Der deutsche Tennisstar Alexander Zverev steht im Endspiel der French Open und kann am Sonntag seinen ersten Grand-Slam-Titel holen.
Stell dir vor, du trainierst jahrelang für einen großen Traum – und plötzlich bist du nur noch einen Sieg davon entfernt. Genau so geht es gerade Alexander Zverev. Der 29-jährige Hamburger steht im Finale der French Open in Paris, einem der vier wichtigsten Tennisturniere der Welt. Am Sonntag um 15:00 Uhr spielt er gegen den Italiener Flavio Cobolli.
Zverev hat in seiner Karriere schon drei Endspiele bei großen Turnieren verloren. Dieses Mal will er es schaffen. Er sagt: „Das Einzige, worauf ich Einfluss habe, ist mein nächstes Match“ – er konzentriert sich also nur auf das, was er kontrollieren kann. Gegen Cobolli führt er in den bisherigen direkten Duellen 3:1, also hat er gute Chancen.

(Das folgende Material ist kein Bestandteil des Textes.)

// SPDX-License-Identifier: (MIT OR Apache-2.0)

//! Scoped symbol table for function lowering.
//!
//! One `ScopeStack` is created per function and a scope is pushed for each
//! block, so `let` bindings die with their block. Lookup walks from the
//! innermost scope outward; declaring a name that already exists in the
//! innermost scope is an error.

use cranelift::prelude::EntityRef;
use cranelift_frontend::Variable;
use flast_ast::types::TypeDesc;
use flast_ast::Span;

/// A declared local: name, declared type, backing frontend variable,
/// mutability, and initialization state.
#[derive(Debug, Clone)]
pub struct Symbol {
    pub name: String,
    pub ty: TypeDesc,
    pub var: Variable,
    pub mutable: bool,
    pub initialized: bool,
    pub span: Span,
}

/// One lexical scope: an insertion-ordered name → symbol map.
#[derive(Debug, Default)]
struct Scope {
    symbols: Vec<Symbol>,
}

impl Scope {
    fn get(&self, name: &str) -> Option<&Symbol> {
        self.symbols.iter().find(|s| s.name == name)
    }

    fn get_mut(&mut self, name: &str) -> Option<&mut Symbol> {
        self.symbols.iter_mut().find(|s| s.name == name)
    }
}

/// A stack of scopes.
#[derive(Debug)]
pub struct ScopeStack {
    scopes: Vec<Scope>,
}

impl ScopeStack {
    /// A fresh stack with the function's parameter scope.
    pub fn new() -> Self {
        Self { scopes: vec![Scope::default()] }
    }

    pub fn push(&mut self) {
        self.scopes.push(Scope::default());
    }

    pub fn pop(&mut self) {
        debug_assert!(self.scopes.len() > 1, "cannot pop the function scope");
        self.scopes.pop();
    }

    /// Declare a symbol in the innermost scope. Fails when the name is
    /// already declared there; shadowing an outer scope is allowed.
    pub fn declare(&mut self, symbol: Symbol) -> Result<(), Symbol> {
        let scope = self.scopes.last_mut().expect("scope stack is never empty");
        if let Some(existing) = scope.get(&symbol.name) {
            return Err(existing.clone());
        }
        scope.symbols.push(symbol);
        Ok(())
    }

    /// Look a name up from the innermost scope outward.
    pub fn lookup(&self, name: &str) -> Option<&Symbol> {
        self.scopes.iter().rev().find_map(|s| s.get(name))
    }

    pub fn lookup_mut(&mut self, name: &str) -> Option<&mut Symbol> {
        self.scopes.iter_mut().rev().find_map(|s| s.get_mut(name))
    }
}

impl Default for ScopeStack {
    fn default() -> Self {
        Self::new()
    }
}

#[cfg(test)]
mod tests {
    use super::*;
    use flast_ast::types::TypeTag;

    fn sym(name: &str, index: usize) -> Symbol {
        Symbol {
            name: name.to_string(),
            ty: TypeDesc::simple(TypeTag::I32),
            var: Variable::new(index),
            mutable: true,
            initialized: true,
            span: Span::new(0, 0),
        }
    }

    #[test]
    fn lookup_walks_outward() {
        let mut scopes = ScopeStack::new();
        scopes.declare(sym("outer", 0)).unwrap();
        scopes.push();
        scopes.declare(sym("inner", 1)).unwrap();

        assert!(scopes.lookup("outer").is_some());
        assert!(scopes.lookup("inner").is_some());
        scopes.pop();
        assert!(scopes.lookup("inner").is_none());
    }

    #[test]
    fn duplicate_in_same_scope_fails() {
        let mut scopes = ScopeStack::new();
        scopes.declare(sym("x", 0)).unwrap();
        assert!(scopes.declare(sym("x", 1)).is_err());
    }

    #[test]
    fn shadowing_outer_scope_is_allowed() {
        let mut scopes = ScopeStack::new();
        scopes.declare(sym("x", 0)).unwrap();
        scopes.push();
        scopes.declare(sym("x", 1)).unwrap();
        assert_eq!(scopes.lookup("x").unwrap().var, Variable::new(1));
        scopes.pop();
        assert_eq!(scopes.lookup("x").unwrap().var, Variable::new(0));
    }
}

Sein Gegner ist 24 Jahre alt und Überraschungsfinalist. Cobolli musste im Halbfinale gar nicht spielen, weil sein Gegner krank war. Trotzdem lobt Zverev ihn: „Er ist super talentiert, super jung, er verbessert sich immer wieder. Für mich ist er einfach ein netter Mensch.“ Das zeigt: Auch unter Sportlern geht es respektvoll zu.